When attempting to answer this question, it is important to look at the theories surrounding the effect of violence in mass media on society. Some critics say violence serves a “cathartic or dissipating effect ... providing acceptable outlets for anti-social impulses” (3). According to Adrian Martin, these “critics, who have regard – love, even – for violent cinema in its diverse forms ... have developed a ... response to those who decry everything from Taxi Driver to Terminator 2 as dehumanizing, desensitizing cultural influences.” They argue that “screen violence is not real violence, and should never be confused with it. Movie violence is fun, spectacle, make-believe; it’s dramatic metaphor, or a necessary catharsis akin to that provided by Jacobean theatre; it’s generic, pure sensation, pure fantasy. It has its own changing history, its codes, its precise aesthetic uses” (8).

This ideology is very similar to that of the ancient Greek philosopher Aristotle. He supported a useful role for drama and tragedy: a way for people to purge their negative emotions. Aristotle mentions “catharsis” at the end of his Politics, which is the Greek word for “purgation, cleansing, and purification.” It is derived from katharein, meaning “to cleanse.” Aristotle says that after people listen to music that elicits pity and fear, they “are liable to become possessed” by these negative emotions. Afterwards, these people return to “a normal condition as if they had been medically treated and undergone a purge [catharsis] ... All experience a certain purge and pleasant relief. In the same manner cathartic melodies give innocent joy to men” (5).

At the opposite end of the spectrum, some critics see depictions of violence in films as superficial and exploitative. They argue that it causes audience members to become desensitized to brutality, and thereby increases aggressivity. One condemnation of the slasher movie subgenre (with such films as The Burning, My Bloody Valentine and Slaughter High) is the widely-held view that they single out women for injury and death. For example, a Los Angeles Times film critic claimed that the “brutal victimization of women [is] a recurring and obviously popular theme in such films” (2). During the ABC news show Nightline, correspondent Gail Harris summed up slasher films as “short on plot and long on brutality and violence, much of it sexual, almost all of it directed at women” (11). Film critics Gene Siskel and Robert Ebert also made similar claims on their television program Sneak Previews.

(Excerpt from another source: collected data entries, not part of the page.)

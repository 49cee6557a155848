pub mod cfg;
pub mod method;
pub mod scope;
pub mod source_block;

pub use cfg::{compare_edges, Block, BlockId, ControlFlowGraph, Edge, EdgeKind, Instruction};
pub use method::{
    classify_access_name, hashed_access_name, split_method_key, AccessNameKind, MethodId, TypeId,
    ACCESS_PREFIX,
};
pub use scope::{Scope, ScopeMethod};
pub use source_block::{SbValue, SourceBlock, SourceBlockInfo};
//! Feature modules, one vertical slice per subsystem concern.

pub mod consistency;
pub mod insertion;
pub mod profiles;
pub mod repair;
pub mod scaling;
pub mod serialization;
pub mod traversal;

Slasher films have also been criticized for mixing excessive violence with sex. A New York Times film critic wrote that the violence in slasher films is “usually preceded by some sort of erotic prelude: footage of pretty young bodies in the shower, or teens changing into nighties for the slumber party, or anything that otherwise lulls the audience into a mildly sensual mood” (9). Daniel Linz and Edward Donnerstein have reported that slashers often include the mutilation of women in scenes that include sexual content. Many critics who claim that slasher films often portray sexual assaults believe combining erotic and violent scenes can be a direct cause for viewers, especially males, to associate sex with aggression in their everyday lives (12).

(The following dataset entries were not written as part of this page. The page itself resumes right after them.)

//! Parsers for the parenthesized source-block encoding.
//!
//! Two entry points:
//! - [`ProfileParser`] — streaming, driven in lockstep by the inserter while
//!   it traverses a CFG; matches each token to the block or edge the
//!   traversal is currently at.
//! - [`parse_node`] — standalone recursive-descent parse to an AST, used for
//!   round-trip checks and offline inspection. Iterative with an explicit
//!   stack; profile strings nest as deep as the CFG does.

use crate::errors::{Result, SourceBlockError};
use crate::shared::models::SbValue;

#[derive(Debug, Clone, Copy, PartialEq, Eq)]
enum Token<'a> {
    Open,
    Close,
    Atom(&'a str),
}

struct Tokenizer<'a> {
    text: &'a str,
    pos: usize,
    /// Count of tokens handed out, for error positions.
    index: usize,
}

impl<'a> Tokenizer<'a> {
    fn new(text: &'a str) -> Self {
        Self {
            text,
            pos: 0,
            index: 0,
        }
    }

    fn next(&mut self) -> Option<Token<'a>> {
        let bytes = self.text.as_bytes();
        while self.pos < bytes.len() && bytes[self.pos].is_ascii_whitespace() {
            self.pos += 1;
        }
        if self.pos >= bytes.len() {
            return None;
        }
        self.index += 1;
        match bytes[self.pos] {
            b'(' => {
                self.pos += 1;
                Some(Token::Open)
            }
            b')' => {
                self.pos += 1;
                Some(Token::Close)
            }
            _ => {
                let start = self.pos;
                while self.pos < bytes.len()
                    && !bytes[self.pos].is_ascii_whitespace()
                    && bytes[self.pos] != b'('
                    && bytes[self.pos] != b')'
                {
                    self.pos += 1;
                }
                Some(Token::Atom(&self.text[start..self.pos]))
            }
        }
    }
}

fn is_edge_tag(atom: &str) -> bool {
    matches!(atom, "g" | "b" | "t")
}

fn parse_val(part: &str) -> Result<Option<SbValue>> {
    if part == "x" {
        return Ok(None);
    }
    let unparseable = || SourceBlockError::UnparseableVal {
        token: part.to_string(),
    };
    let (value, appear) = part.split_once(':').ok_or_else(unparseable)?;
    let value: f32 = value.parse().map_err(|_| unparseable())?;
    let appear100: f32 = appear.parse().map_err(|_| unparseable())?;
    Ok(Some(SbValue::new(value, appear100)))
}

/// Parse a `|`-joined val group. `expected > 0` enforces the configured
/// interaction count.
pub fn parse_val_group(atom: &str, expected: usize) -> Result<Vec<Option<SbValue>>> {
    let vals: Vec<Option<SbValue>> = atom
        .split('|')
        .map(parse_val)
        .collect::<Result<Vec<_>>>()?;
    if expected > 0 && vals.len() != expected {
        return Err(SourceBlockError::ValueCountMismatch {
            expected,
            found: vals.len(),
        });
    }
    Ok(vals)
}

/// Streaming parser over one method's profile string.
///
/// The caller (the inserter's traversal) announces what it is at — block
/// start, followed edge, block end — and the parser checks the token stream
/// matches, yielding val groups as it goes. Any divergence is a
/// [`SourceBlockError::StructureMismatch`].
pub struct ProfileParser<'a> {
    toks: Tokenizer<'a>,
    expected_vals: usize,
}

impl<'a> ProfileParser<'a> {
    pub fn new(text: &'a str, expected_vals: usize) -> Self {
        Self {
            toks: Tokenizer::new(text),
            expected_vals,
        }
    }

    fn next_token(&mut self) -> Option<Token<'a>> {
        self.toks.next()
    }

    /// Consume `(` plus the block's leading val group.
    pub fn enter_block(&mut self) -> Result<Vec<Option<SbValue>>> {
        match self.next_token() {
            Some(Token::Open) => {}
            Some(tok) => {
                return Err(SourceBlockError::structure(format!(
                    "expected '(' at token {}, found {tok:?}",
                    self.toks.index
                )))
            }
            None => {
                return Err(SourceBlockError::structure(
                    "profile exhausted before traversal",
                ))
            }
        }
        self.val_group()
    }

    /// Consume one more val group (additional source block in this group).
    pub fn val_group(&mut self) -> Result<Vec<Option<SbValue>>> {
        match self.next_token() {
            Some(Token::Atom(atom)) if !is_edge_tag(atom) => {
                parse_val_group(atom, self.expected_vals)
            }
            Some(tok) => Err(SourceBlockError::structure(format!(
                "expected val group at token {}, found {tok:?}",
                self.toks.index
            ))),
            None => Err(SourceBlockError::structure(
                "profile exhausted before traversal",
            )),
        }
    }

    /// Consume the edge tag for a followed edge; it must match `tag`.
    pub fn edge(&mut self, tag: char) -> Result<()> {
        match self.next_token() {
            Some(Token::Atom(atom)) if atom.len() == 1 && atom.starts_with(tag) => Ok(()),
            Some(tok) => Err(SourceBlockError::structure(format!(
                "expected edge tag '{tag}' at token {}, found {tok:?}",
                self.toks.index
            ))),
            None => Err(SourceBlockError::structure(
                "profile exhausted before traversal",
            )),
        }
    }

    /// Consume `)`.
    pub fn exit_block(&mut self) -> Result<()> {
        match self.next_token() {
            Some(Token::Close) => Ok(()),
            Some(tok) => Err(SourceBlockError::structure(format!(
                "expected ')' at token {}, found {tok:?}",
                self.toks.index
            ))),
            None => Err(SourceBlockError::UnterminatedGroup {
                position: self.toks.index,
            }),
        }
    }

    /// The traversal is done; the token stream must be too.
    pub fn finish(&mut self) -> Result<()> {
        match self.next_token() {
            None => Ok(()),
            Some(tok) => Err(SourceBlockError::structure(format!(
                "profile has leftover tokens starting at {}: {tok:?}",
                self.toks.index
            ))),
        }
    }
}

/// Parsed node of the encoding.
#[derive(Debug, Clone, PartialEq)]
pub struct SbNode {
    pub id: Option<u32>,
    /// One entry per source block in the group, each one val per interaction.
    pub vals: Vec<Vec<Option<SbValue>>>,
    /// Followed edges in order; `None` target marks an already-emitted block.
    pub edges: Vec<(char, Option<SbNode>)>,
}

impl SbNode {
    fn empty() -> Self {
        Self {
            id: None,
            vals: Vec::new(),
            edges: Vec::new(),
        }
    }
}

struct Building {
    node: SbNode,
    pending_tag: Option<char>,
    /// Tag that led into this node; `None` only for the root.
    via: Option<char>,
}

/// Parse a complete serialized node. `with_ids` accepts the subsystem's own
/// output (leading integer per group); `expected_vals > 0` enforces val-group
/// arity.
pub fn parse_node(text: &str, with_ids: bool, expected_vals: usize) -> Result<SbNode> {
    let mut toks = Tokenizer::new(text);
    match toks.next() {
        Some(Token::Open) => {}
        other => {
            return Err(SourceBlockError::structure(format!(
                "expected '(' at start, found {other:?}"
            )))
        }
    }

    let mut stack = vec![Building {
        node: SbNode::empty(),
        pending_tag: None,
        via: None,
    }];

    loop {
        match toks.next() {
            None => {
                return Err(SourceBlockError::UnterminatedGroup {
                    position: toks.index,
                })
            }
            Some(Token::Open) => {
                let top = stack.last_mut().unwrap();
                match top.pending_tag.take() {
                    Some(tag) => stack.push(Building {
                        node: SbNode::empty(),
                        pending_tag: None,
                        via: Some(tag),
                    }),
                    None => {
                        return Err(SourceBlockError::structure(format!(
                            "group without a preceding edge tag at token {}",
                            toks.index
                        )))
                    }
                }
            }
            Some(Token::Close) => {
                let mut done = stack.pop().unwrap();
                if let Some(tag) = done.pending_tag.take() {
                    done.node.edges.push((tag, None));
                }
                match stack.last_mut() {
                    Some(parent) => {
                        let via = done.via.unwrap();
                        parent.node.edges.push((via, Some(done.node)));
                    }
                    None => {
                        if let Some(tok) = toks.next() {
                            return Err(SourceBlockError::structure(format!(
                                "trailing tokens after root group: {tok:?}"
                            )));
                        }
                        return Ok(done.node);
                    }
                }
            }
            Some(Token::Atom(atom)) => {
                let top = stack.last_mut().unwrap();
                if is_edge_tag(atom) {
                    let tag = atom.chars().next().unwrap();
                    if let Some(prev) = top.pending_tag.replace(tag) {
                        top.node.edges.push((prev, None));
                    }
                } else if with_ids
                    && top.node.id.is_none()
                    && top.node.vals.is_empty()
                    && top.node.edges.is_empty()
                    && top.pending_tag.is_none()
                    && atom.bytes().all(|b| b.is_ascii_digit())
                {
                    top.node.id = Some(atom.parse().map_err(|_| {
                        SourceBlockError::structure(format!("id out of range: {atom}"))
                    })?);
                } else {
                    if top.pending_tag.is_some() || !top.node.edges.is_empty() {
                        return Err(SourceBlockError::structure(format!(
                            "val group after edges at token {}",
                            toks.index
                        )));
                    }
                    top.node.vals.push(parse_val_group(atom, expected_vals)?);
                }
            }
        }
    }
}

#[cfg(test)]
mod tests {
    use super::*;
    use pretty_assertions::assert_eq;

    #[test]
    fn parse_own_serialization() {
        // Diamond CFG output shape.
        let node = parse_node("(0 g(1 g(2) t(3 g)) b(4 g))", true, 0).unwrap();
        assert_eq!(node.id, Some(0));
        assert_eq!(node.edges.len(), 2);
        let (tag, child) = &node.edges[0];
        assert_eq!(*tag, 'g');
        let child = child.as_ref().unwrap();
        assert_eq!(child.id, Some(1));
        assert_eq!(child.edges.len(), 2);
        // (3 g): followed edge to an already-emitted block.
        let (_, b4) = &child.edges[1];
        assert_eq!(b4.as_ref().unwrap().edges, vec![('g', None)]);
    }

    #[test]
    fn parse_profile_string() {
        let node = parse_node(
            "(0.1:0.5 g(0.2:0.4 g(0.3:0.3) t(0.4:0.2 g)) b(0.5:0.1 g))",
            false,
            1,
        )
        .unwrap();
        assert_eq!(node.id, None);
        assert_eq!(node.vals, vec![vec![Some(SbValue::new(0.1, 0.5))]]);
        assert_eq!(node.edges.len(), 2);
    }

    #[test]
    fn unparseable_val_reports_token() {
        let err = parse_node("(0hello:world g(x))", false, 0).unwrap_err();
        match err {
            SourceBlockError::UnparseableVal { token } => {
                assert_eq!(token, "0hello:world");
            }
            other => panic!("expected UnparseableVal, got {other:?}"),
        }
    }

    #[test]
    fn unterminated_group() {
        let err = parse_node("(x g(x)", false, 0).unwrap_err();
        assert!(matches!(err, SourceBlockError::UnterminatedGroup { .. }));
    }

    #[test]
    fn value_count_mismatch() {
        let err = parse_val_group("0.1:0.5|x", 3).unwrap_err();
        match err {
            SourceBlockError::ValueCountMismatch { expected, found } => {
                assert_eq!((expected, found), (3, 2));
            }
            other => panic!("expected ValueCountMismatch, got {other:?}"),
        }
    }

    #[test]
    fn streaming_matches_shape() {
        let mut p = ProfileParser::new("(0.5:1 g(x g))", 1);
        assert_eq!(p.enter_block().unwrap(), vec![Some(SbValue::new(0.5, 1.0))]);
        p.edge('g').unwrap();
        assert_eq!(p.enter_block().unwrap(), vec![None]);
        p.edge('g').unwrap();
        p.exit_block().unwrap();
        p.exit_block().unwrap();
        p.finish().unwrap();
    }

    #[test]
    fn streaming_rejects_wrong_tag() {
        let mut p = ProfileParser::new("(0.5:1 b(x))", 1);
        p.enter_block().unwrap();
        let err = p.edge('g').unwrap_err();
        assert!(matches!(err, SourceBlockError::StructureMismatch { .. }));
    }

    #[test]
    fn streaming_rejects_leftover_tokens() {
        let mut p = ProfileParser::new("(0.5:1) (x)", 1);
        p.enter_block().unwrap();
        p.exit_block().unwrap();
        let err = p.finish().unwrap_err();
        assert!(matches!(err, SourceBlockError::StructureMismatch { .. }));
    }

    #[test]
    fn multiple_groups_per_block() {
        // Two source blocks share one block group (post-throw insertion).
        let mut p = ProfileParser::new("(0.5:1 0.25:1 g)", 1);
        assert_eq!(p.enter_block().unwrap(), vec![Some(SbValue::new(0.5, 1.0))]);
        assert_eq!(
            p.val_group().unwrap(),
            vec![Some(SbValue::new(0.25, 1.0))]
        );
        p.edge('g').unwrap();
        p.exit_block().unwrap();
        p.finish().unwrap();
    }
}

These opinions and beliefs echo the same words as the famous student of Socrates, Plato. He proposed to prohibit poets from his perfect society because Plato worried that their aesthetic ability to create attractive narratives about immoral behavior would corrupt young minds. Plato’s writings refer to poetry as a kind of rhetoric, whose “influence is pervasive and often harmful.” He believed poetry that was “unregulated by philosophy is a danger to soul and community.” He also warned that tragic poetry can produce “a disordered psychic regime or constitution” by inducing “a dream-like, uncritical state in which we lose ourselves in ... sorrow, grief, anger, [and] resentment.” In short, Plato argued that “What goes on in the theater, in your home, in your fantasy life, are connected” to what a person does in real life (6).